Black widow spiders are most recognized for the red hourglass shape under their abdomen. Contrary to legend, female black widow spiders rarely devour the male black widow spider after mating.
Black widow spiders spin their webs near ground level. They often build their webs in protected areas, such as in boxes and in firewood.
Black widow spiders are often found around wood piles and gain entry into a structure when firewood is carried into a building. They are also found under eaves, in boxes, and other areas where they are undisturbed.
The venom of a black widow spider is a neurotoxin and is used as a defense. Black widow spiders do not bite humans instinctively. The black widow spider bite can cause severe pain. Young children and the elderly are especially susceptible to a severe reaction to a black widow spider bite.
Avoid black widow spider bites by wearing heavy gloves when moving items that have been stored for a long period of time. Spiders often hide in shoes, so check shoes and shake them out before wearing. When spider webs are visible, use caution before putting your hands or feet in that area.
The brown recluse spider, Loxosceles reclusa, is a well-known member of the family Sicariidae (formerly placed in a family “Loxoscelidae”).
It is usually between 6–20 mm, but may grow larger. It is brown and sometimes an almost deep yellow color and usually has markings on the dorsal side of its cephalothorax, with a black line coming from it that looks like a violin with the neck of the violin pointing to the rear of the spider, resulting in the nicknames fiddleback spider, brown fiddler or violin spider. Coloring varies from light tan to brown and the violin marking may not be visible.

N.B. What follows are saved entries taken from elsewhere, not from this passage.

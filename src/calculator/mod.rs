mod compound;
mod emergency;
mod retirement;

use std::marker::PhantomData;

use iced::button::{self, Button};
use iced::text_input::{self, TextInput};
use iced::{Align, Column, Container, Element, Length, Row, Text};
use log::debug;
use thiserror::Error;

use crate::finance::{format_currency, Projection};
use crate::style;

pub use compound::CompoundInterest;
pub use emergency::EmergencyFund;
pub use retirement::Retirement;

/// Shown in every output field until a calculation succeeds.
pub const PLACEHOLDER: &str = "--";

/// Rejections raised before any output is touched. The messages are shown
/// to the user as they are.
#[derive(Clone, Copy, Debug, Error, PartialEq, Eq)]
pub enum InputError {
    #[error("Please enter valid numbers for all fields.")]
    InvalidNumber,
    #[error("Please enter valid positive values for all fields.")]
    OutOfRange,
    #[error("The result is too large to display.")]
    Overflow,
}

pub struct FieldSpec {
    pub id: &'static str,
    pub label: &'static str,
    pub placeholder: &'static str,
}

/// Read access to a form's current text, by field id.
pub struct Values<'a> {
    fields: &'a [Field],
}

impl<'a> Values<'a> {
    fn text(&self, id: &str) -> Result<&'a str, InputError> {
        self.fields
            .iter()
            .find(|field| field.spec.id == id)
            .map(|field| field.value.trim())
            .ok_or(InputError::InvalidNumber)
    }

    pub fn number(&self, id: &str) -> Result<f64, InputError> {
        self.text(id)?
            .parse::<f64>()
            .ok()
            .filter(|value| value.is_finite())
            .ok_or(InputError::InvalidNumber)
    }

    /// Any number, with its fraction dropped: `"2.5"` is 2.
    pub fn whole(&self, id: &str) -> Result<i64, InputError> {
        Ok(self.number(id)?.trunc() as i64)
    }
}

pub struct Outcome {
    pub headline: String,
    pub outputs: Vec<String>,
    pub formula: String,
}

impl Outcome {
    /// The three growth outputs shared by the projection calculators.
    fn projection(projection: &Projection, formula: String) -> Result<Self, InputError> {
        if !projection.is_finite() {
            return Err(InputError::Overflow);
        }
        Ok(Outcome {
            headline: format!("Final Amount: {}", format_currency(projection.final_amount)),
            outputs: vec![
                format_currency(projection.final_amount),
                format_currency(projection.total_contributed),
                format_currency(projection.earned),
            ],
            formula,
        })
    }
}

/// One calculator's fields, validation and formula.
pub trait Model {
    type Input;

    const TITLE: &'static str;
    const SUBMIT_LABEL: &'static str;
    const FIELDS: &'static [FieldSpec];
    const OUTPUTS: &'static [&'static str];

    fn parse(values: &Values<'_>) -> Result<Self::Input, InputError>;

    fn compute(input: &Self::Input) -> Result<Outcome, InputError>;
}

struct Field {
    spec: &'static FieldSpec,
    value: String,
    state: text_input::State,
}

#[derive(Clone, Debug)]
pub enum Message {
    FieldChanged(usize, String),
    Submit,
    Reset,
}

#[derive(Clone, Copy, Debug, PartialEq, Eq)]
pub enum Status {
    Edited,
    Computed,
    Cleared,
}

pub struct Calculator<M: Model> {
    fields: Vec<Field>,
    outputs: Vec<String>,
    formula: Option<String>,
    headline: Option<String>,
    submit_button: button::State,
    reset_button: button::State,
    model: PhantomData<M>,
}

impl<M: Model> Calculator<M> {
    pub fn new() -> Self {
        debug!("initializing {}", M::TITLE);
        Calculator {
            fields: M::FIELDS
                .iter()
                .map(|spec| Field {
                    spec,
                    value: String::new(),
                    state: text_input::State::new(),
                })
                .collect(),
            outputs: vec![PLACEHOLDER.to_string(); M::OUTPUTS.len()],
            formula: None,
            headline: None,
            submit_button: button::State::new(),
            reset_button: button::State::new(),
            model: PhantomData,
        }
    }

    pub fn update(&mut self, message: Message) -> Result<Status, InputError> {
        match message {
            Message::FieldChanged(index, value) => {
                if let Some(field) = self.fields.get_mut(index) {
                    field.value = value;
                }
                Ok(Status::Edited)
            }
            Message::Submit => self.submit().map(|_| Status::Computed),
            Message::Reset => {
                self.reset();
                Ok(Status::Cleared)
            }
        }
    }

    /// Parses every field, then computes. Outputs change only when both succeed.
    pub fn submit(&mut self) -> Result<(), InputError> {
        let input = M::parse(&Values {
            fields: &self.fields,
        })?;
        let outcome = M::compute(&input)?;
        debug!("{}: {}", M::TITLE, outcome.headline);

        self.outputs = outcome.outputs;
        self.formula = Some(outcome.formula);
        self.headline = Some(outcome.headline);
        Ok(())
    }

    pub fn reset(&mut self) {
        for field in self.fields.iter_mut() {
            field.value.clear();
        }
        for output in self.outputs.iter_mut() {
            *output = PLACEHOLDER.to_string();
        }
        self.formula = None;
        self.headline = None;
    }

    pub fn outputs(&self) -> &[String] {
        &self.outputs
    }

    pub fn formula(&self) -> Option<&str> {
        self.formula.as_deref()
    }

    pub fn submit_label(&self) -> &str {
        self.headline.as_deref().unwrap_or(M::SUBMIT_LABEL)
    }

    pub fn view(&mut self) -> Element<Message> {
        let mut results = Column::new()
            .spacing(8)
            .width(Length::FillPortion(1))
            .push(Text::new("Results").size(22));
        for (label, value) in M::OUTPUTS.iter().zip(self.outputs()) {
            results = results.push(
                Row::new()
                    .spacing(10)
                    .push(Text::new(*label).size(16).width(Length::FillPortion(1)))
                    .push(Text::new(value.as_str()).size(16).width(Length::FillPortion(1))),
            );
        }
        if let Some(formula) = self.formula() {
            results = results.push(Text::new(formula).size(14));
        }

        let label = self.submit_label().to_string();
        let succeeded = self.headline.is_some();

        let Calculator {
            fields,
            submit_button,
            reset_button,
            ..
        } = self;

        let mut form = Column::new()
            .spacing(6)
            .width(Length::FillPortion(1))
            .push(Text::new(M::TITLE).size(26));

        for (index, field) in fields.iter_mut().enumerate() {
            form = form.push(Text::new(field.spec.label).size(15)).push(
                TextInput::new(
                    &mut field.state,
                    field.spec.placeholder,
                    &field.value,
                    move |value| Message::FieldChanged(index, value),
                )
                .padding(6)
                .size(16)
                .on_submit(Message::Submit),
            );
        }

        let buttons = Row::new()
            .spacing(10)
            .push(
                Button::new(submit_button, Text::new(label))
                    .padding(8)
                    .on_press(Message::Submit)
                    .style(style::Submit { succeeded }),
            )
            .push(
                Button::new(reset_button, Text::new("Reset"))
                    .padding(8)
                    .on_press(Message::Reset)
                    .style(style::Button),
            );
        form = form.push(buttons);

        let content = Row::new()
            .spacing(30)
            .align_items(Align::Start)
            .push(form)
            .push(results);

        Container::new(content)
            .padding(16)
            .width(Length::Fill)
            .style(style::Panel)
            .into()
    }
}

#[cfg(test)]
pub(crate) fn fill<M: Model>(calculator: &mut Calculator<M>, values: &[(&str, &str)]) {
    for (id, value) in values {
        let index = M::FIELDS
            .iter()
            .position(|spec| spec.id == *id)
            .unwrap_or_else(|| panic!("no field {}", id));
        calculator
            .update(Message::FieldChanged(index, value.to_string()))
            .unwrap();
    }
}

#[cfg(test)]
mod tests {
    use super::*;

    const SAMPLE: &[(&str, &str)] = &[
        ("principal", "1000"),
        ("interest-rate", "6"),
        ("monthly-contribution", "100"),
        ("years", "10"),
    ];

    #[test]
    fn outputs_start_as_placeholders() {
        let calculator = Calculator::<CompoundInterest>::new();
        assert!(calculator.outputs().iter().all(|output| output == PLACEHOLDER));
        assert_eq!(calculator.formula(), None);
        assert_eq!(calculator.submit_label(), CompoundInterest::SUBMIT_LABEL);
    }

    #[test]
    fn empty_field_leaves_previous_results() {
        let mut calculator = Calculator::<CompoundInterest>::new();
        fill(&mut calculator, SAMPLE);
        calculator.submit().unwrap();
        let before = calculator.outputs().to_vec();

        fill(&mut calculator, &[("principal", "")]);
        let error = calculator.update(Message::Submit).unwrap_err();

        assert_eq!(error, InputError::InvalidNumber);
        assert_eq!(error.to_string(), "Please enter valid numbers for all fields.");
        assert_eq!(calculator.outputs(), &before[..]);
    }

    #[test]
    fn empty_form_never_touches_placeholders() {
        let mut calculator = Calculator::<CompoundInterest>::new();
        assert_eq!(calculator.submit(), Err(InputError::InvalidNumber));
        assert!(calculator.outputs().iter().all(|output| output == PLACEHOLDER));
        assert_eq!(calculator.formula(), None);
    }

    #[test]
    fn non_finite_text_is_not_a_number() {
        for text in &["NaN", "inf", "-infinity", "12abc"] {
            let mut calculator = Calculator::<CompoundInterest>::new();
            fill(&mut calculator, SAMPLE);
            fill(&mut calculator, &[("monthly-contribution", text)]);
            assert_eq!(calculator.submit(), Err(InputError::InvalidNumber), "{}", text);
        }
    }

    #[test]
    fn negative_values_are_out_of_range() {
        let mut calculator = Calculator::<CompoundInterest>::new();
        fill(&mut calculator, SAMPLE);
        fill(&mut calculator, &[("principal", "-1")]);

        let error = calculator.submit().unwrap_err();
        assert_eq!(error, InputError::OutOfRange);
        assert_eq!(
            error.to_string(),
            "Please enter valid positive values for all fields."
        );
    }

    #[test]
    fn success_renders_every_output() {
        let mut calculator = Calculator::<CompoundInterest>::new();
        fill(&mut calculator, SAMPLE);

        assert_eq!(calculator.update(Message::Submit), Ok(Status::Computed));
        assert_eq!(
            calculator.outputs(),
            &["$18,207.33", "$13,000.00", "$5,207.33"]
        );
        assert_eq!(calculator.submit_label(), "Final Amount: $18,207.33");
        assert!(calculator.formula().unwrap().starts_with("Formula: $1000.00"));
    }

    #[test]
    fn reset_restores_placeholders_and_hides_formula() {
        let mut calculator = Calculator::<CompoundInterest>::new();
        fill(&mut calculator, SAMPLE);
        calculator.submit().unwrap();

        assert_eq!(calculator.update(Message::Reset), Ok(Status::Cleared));

        assert!(calculator.outputs().iter().all(|output| output == PLACEHOLDER));
        assert_eq!(calculator.formula(), None);
        assert_eq!(calculator.submit_label(), CompoundInterest::SUBMIT_LABEL);
        assert!(calculator.fields.iter().all(|field| field.value.is_empty()));

        // and from a pristine form too
        calculator.reset();
        assert!(calculator.outputs().iter().all(|output| output == PLACEHOLDER));
    }

    #[test]
    fn overflowing_projection_is_rejected() {
        let mut calculator = Calculator::<CompoundInterest>::new();
        fill(
            &mut calculator,
            &[
                ("principal", "1e300"),
                ("interest-rate", "1200"),
                ("monthly-contribution", "0"),
                ("years", "1000"),
            ],
        );
        assert_eq!(calculator.submit(), Err(InputError::Overflow));
        assert!(calculator.outputs().iter().all(|output| output == PLACEHOLDER));
    }
}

Recluse spiders build irregular webs that frequently include a shelter consisting of disorderly threads. These spiders frequently build their webs in woodpiles, sheds, closets, beds, garages, plenum, cellars and other places that are dry and generally undisturbed. They seem to favor cardboards when dwelling in human residences, possibly because it mimics the rotting tree bark which they inhabit naturally. They also tend to be found in shoes, inside dressers, in bed sheets of infrequently used beds, in stacks of clothes, behind baseboards, behind pictures and near furnaces. The common source of human-recluse contact is during the cleaning of these spaces, when their isolated spaces are suddenly disturbed and the spider feels threatened. Unlike most web weavers, they leave these webs at night to hunt. Males will move around more when hunting, while the female spiders tend to remain nearer to their webs.

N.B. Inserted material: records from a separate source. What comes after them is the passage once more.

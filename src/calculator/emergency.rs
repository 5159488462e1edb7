use super::{FieldSpec, InputError, Model, Outcome, Values};
use crate::finance::{format_currency, FundTargets};

pub struct EmergencyFund;

const EXPENSES: [&str; 10] = [
    "housing",
    "utilities",
    "gasoline",
    "internet",
    "insurance",
    "groceries",
    "phone",
    "toiletries",
    "debt-minimum",
    "misc",
];

#[derive(Clone, Debug, PartialEq)]
pub struct EmergencyFundInput {
    pub income: f64,
    /// Monthly amounts, in the order of the expense fields.
    pub expenses: Vec<f64>,
}

impl Model for EmergencyFund {
    type Input = EmergencyFundInput;

    const TITLE: &'static str = "Emergency Fund Calculator";
    const SUBMIT_LABEL: &'static str = "Calculate";
    const FIELDS: &'static [FieldSpec] = &[
        FieldSpec {
            id: "income",
            label: "Monthly Income ($)",
            placeholder: "5000",
        },
        FieldSpec {
            id: "housing",
            label: "Rent / Mortgage ($)",
            placeholder: "1500",
        },
        FieldSpec {
            id: "utilities",
            label: "Utilities ($)",
            placeholder: "200",
        },
        FieldSpec {
            id: "gasoline",
            label: "Gasoline ($)",
            placeholder: "150",
        },
        FieldSpec {
            id: "internet",
            label: "Internet ($)",
            placeholder: "60",
        },
        FieldSpec {
            id: "insurance",
            label: "Insurance ($)",
            placeholder: "140",
        },
        FieldSpec {
            id: "groceries",
            label: "Groceries ($)",
            placeholder: "500",
        },
        FieldSpec {
            id: "phone",
            label: "Phone ($)",
            placeholder: "50",
        },
        FieldSpec {
            id: "toiletries",
            label: "Toiletries ($)",
            placeholder: "40",
        },
        FieldSpec {
            id: "debt-minimum",
            label: "Minimum Debt Payments ($)",
            placeholder: "260",
        },
        FieldSpec {
            id: "misc",
            label: "Miscellaneous ($)",
            placeholder: "100",
        },
    ];
    const OUTPUTS: &'static [&'static str] = &[
        "Remaining After Expenses",
        "Minimum (1 month)",
        "Recommended (3-6 months)",
        "Maximum (12 months)",
    ];

    fn parse(values: &Values<'_>) -> Result<Self::Input, InputError> {
        let income = values.number("income")?;
        let expenses = EXPENSES
            .iter()
            .map(|id| values.number(id))
            .collect::<Result<Vec<_>, _>>()?;

        if income < 0.0 || expenses.iter().any(|expense| *expense < 0.0) {
            return Err(InputError::OutOfRange);
        }

        Ok(EmergencyFundInput { income, expenses })
    }

    fn compute(input: &Self::Input) -> Result<Outcome, InputError> {
        let targets = FundTargets::from_expenses(input.income, &input.expenses);
        if !targets.maximum.is_finite() || !targets.remaining.is_finite() {
            return Err(InputError::Overflow);
        }

        let terms: Vec<String> = input
            .expenses
            .iter()
            .map(|expense| format!("${:.2}", expense))
            .collect();

        Ok(Outcome {
            headline: format!(
                "Monthly Expenses: {}",
                format_currency(targets.monthly_expenses)
            ),
            outputs: vec![
                format_currency(targets.remaining),
                format_currency(targets.minimum),
                format!(
                    "{} - {}",
                    format_currency(targets.medium.0),
                    format_currency(targets.medium.1)
                ),
                format_currency(targets.maximum),
            ],
            formula: format!(
                "Formula: {} = {} per month",
                terms.join(" + "),
                format_currency(targets.monthly_expenses)
            ),
        })
    }
}

#[cfg(test)]
mod tests {
    use super::super::{fill, Calculator, PLACEHOLDER};
    use super::*;

    const SAMPLE: &[(&str, &str)] = &[
        ("income", "5000"),
        ("housing", "1500"),
        ("utilities", "200"),
        ("gasoline", "150"),
        ("internet", "60"),
        ("insurance", "140"),
        ("groceries", "500"),
        ("phone", "50"),
        ("toiletries", "40"),
        ("debt-minimum", "260"),
        ("misc", "100"),
    ];

    #[test]
    fn sizes_fund_from_monthly_expenses() {
        let mut calculator = Calculator::<EmergencyFund>::new();
        fill(&mut calculator, SAMPLE);

        calculator.submit().unwrap();

        assert_eq!(
            calculator.outputs(),
            &[
                "$2,000.00",
                "$3,000.00",
                "$9,000.00 - $18,000.00",
                "$36,000.00"
            ]
        );
        assert_eq!(calculator.submit_label(), "Monthly Expenses: $3,000.00");
        assert!(calculator
            .formula()
            .unwrap()
            .ends_with("= $3,000.00 per month"));
    }

    #[test]
    fn spending_more_than_income_goes_negative() {
        let mut calculator = Calculator::<EmergencyFund>::new();
        fill(&mut calculator, SAMPLE);
        fill(&mut calculator, &[("income", "2500")]);

        calculator.submit().unwrap();
        assert_eq!(calculator.outputs()[0], "-$500.00");
    }

    #[test]
    fn every_expense_is_required() {
        let mut calculator = Calculator::<EmergencyFund>::new();
        fill(&mut calculator, SAMPLE);
        fill(&mut calculator, &[("toiletries", "")]);

        assert_eq!(calculator.submit(), Err(InputError::InvalidNumber));
        assert!(calculator.outputs().iter().all(|output| output == PLACEHOLDER));

        fill(&mut calculator, &[("toiletries", "-40")]);
        assert_eq!(calculator.submit(), Err(InputError::OutOfRange));
    }
}
//! Closed-form projections shared by the calculators. Nothing in here knows
//! about widgets.

#[derive(Clone, Copy, Debug, PartialEq)]
pub struct Projection {
    pub final_amount: f64,
    pub total_contributed: f64,
    pub earned: f64,
}

impl Projection {
    /// Future value of `principal` plus a contribution made every period,
    /// compounded at `periodic_rate` for `periods` periods.
    ///
    /// A zero rate takes the limit of the annuity term, `contribution * periods`.
    /// Growth is taken through `ln_1p`/`exp_m1` so tiny rates keep their
    /// contributions instead of cancelling to nothing.
    pub fn annuity(
        principal: f64,
        periodic_rate: f64,
        periodic_contribution: f64,
        periods: f64,
    ) -> Self {
        let (principal_value, contributions_value) = if periodic_rate == 0.0 {
            (principal, periodic_contribution * periods)
        } else {
            let exponent = periods * periodic_rate.ln_1p();
            (
                principal * exponent.exp(),
                periodic_contribution * (exponent.exp_m1() / periodic_rate),
            )
        };

        let final_amount = principal_value + contributions_value;
        let total_contributed = principal + periodic_contribution * periods;

        Projection {
            final_amount,
            total_contributed,
            earned: final_amount - total_contributed,
        }
    }

    pub fn is_finite(&self) -> bool {
        self.final_amount.is_finite() && self.total_contributed.is_finite() && self.earned.is_finite()
    }
}

#[derive(Clone, Copy, Debug, PartialEq)]
pub struct FundTargets {
    pub monthly_expenses: f64,
    pub remaining: f64,
    pub minimum: f64,
    pub medium: (f64, f64),
    pub maximum: f64,
}

impl FundTargets {
    pub fn from_expenses(income: f64, expenses: &[f64]) -> Self {
        let monthly_expenses: f64 = expenses.iter().sum();
        FundTargets {
            monthly_expenses,
            remaining: income - monthly_expenses,
            minimum: monthly_expenses,
            medium: (monthly_expenses * 3.0, monthly_expenses * 6.0),
            maximum: monthly_expenses * 12.0,
        }
    }
}

/// `$1,234.50`, with the sign ahead of the dollar sign when negative.
pub fn format_currency(value: f64) -> String {
    let fixed = format!("{:.2}", value.abs());
    let (whole, cents) = fixed.split_once('.').unwrap_or((fixed.as_str(), "00"));

    let mut grouped = String::with_capacity(whole.len() + whole.len() / 3);
    for (i, digit) in whole.chars().enumerate() {
        if i > 0 && (whole.len() - i) % 3 == 0 {
            grouped.push(',');
        }
        grouped.push(digit);
    }

    let nonzero = fixed.bytes().any(|b| b.is_ascii_digit() && b != b'0');
    let sign = if value < 0.0 && nonzero { "-" } else { "" };
    format!("{}${}.{}", sign, grouped, cents)
}

pub fn annuity_formula(principal: f64, periodic_rate: f64, contribution: f64, periods: f64) -> String {
    if periodic_rate == 0.0 {
        format!(
            "Formula: ${p:.2} + ${c:.2} × {n}",
            p = principal,
            c = contribution,
            n = periods
        )
    } else {
        format!(
            "Formula: ${p:.2} × (1 + {r:.4})^{n} + ${c:.2} × [((1 + {r:.4})^{n} - 1) ÷ {r:.4}]",
            p = principal,
            r = periodic_rate,
            n = periods,
            c = contribution
        )
    }
}

#[cfg(test)]
pub(crate) fn close(a: f64, b: f64) -> bool {
    (a - b).abs() <= 1e-9 * a.abs().max(b.abs()).max(1.0)
}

Spiderlings hatch from eggs which are laid from May to July. Eggs are laid in a case of white silken sac. There are approximately 50 eggs in each egg sac. From the egg that is produced from the brown recluse female the spiderlings emerge in 1 month. It takes one year before a spiderling can be considered an adult. It takes a spider about eleven months to reach the adult stage from the time of hatching. Adult brown recluse spiders often live about one to two years. Each female produces several egg sacs over a period of two to three months.
The brown recluse spider is resistant to long periods without food. It can tolerate up to 6 months of extreme drought and scarcity of food.
The venom from a brown recluse spider is extremely venomous. Because of its venom the brown recluse spider is perhaps considered one of the most medically important groups of spiders. Envenomations can result in dermonecrosis and sometimes general systemic illness that can be life threatening; especially for the elderly and children.
To avoid brown recluse spiders, avoid keeping clothing on the floor. Store clothing and shoes inside plastic containers, and shake out all clothing that has been in a hamper before wearing or washing.
The spider species Herpyllus ecclesiasticus is commonly called the eastern parson spider, after the abdominal markings resembling an old-style cravat worn by clergy in the 18th century. It is mainly found in Central USA, with finds stretching from North Carolina to southern Alberta, Canada.
Although this spider presents a startling appearance, living indoors as it frequently does, it is completely harmless to humans or their pets.
The parson spider is a nuisance in homes and is generally non-toxic; although some people may experience allergic reactions to the bites. The parson spider is about 1/2 inch long and may vary in color from brown to black. The front segment of the body tends to be a chestnut color, while the abdomen is grayish with a distinctive white or pink pattern along its middle. The body is covered with fine hairs, giving a velvety appearance.
The parson spider is usually found outdoors under rocks or in piles of brush or firewood. This spider does not spin a web, but wanders on the ground in search of prey. Indoors, this spider wanders about at night and conceals itself beneath objects or in clothing during the day.
Most bites from this spider occur at night or when it is trapped in clothing. While the parson spider is not considered venomous, bite symptoms are variable in severity. Some people may experience localized allergic swelling and itching in addition to initial pain. A few persons may experience excessive swelling, nervousness, nausea, sweating and elevated temperatures from the bites.
Preventing ground spiders and other hunting spiders starts with eliminating their food. Since these spiders eat insects that crawl, inspect the outside for insect entryways. Ground-level entrances should be closed. Check exterior doors to be sure they close properly. Replace any missing weather-stripping. Check basement windows and crawlspace vents for proper screens. Squares of plastic screen can prevent insects from using weep holes as entrances to the home.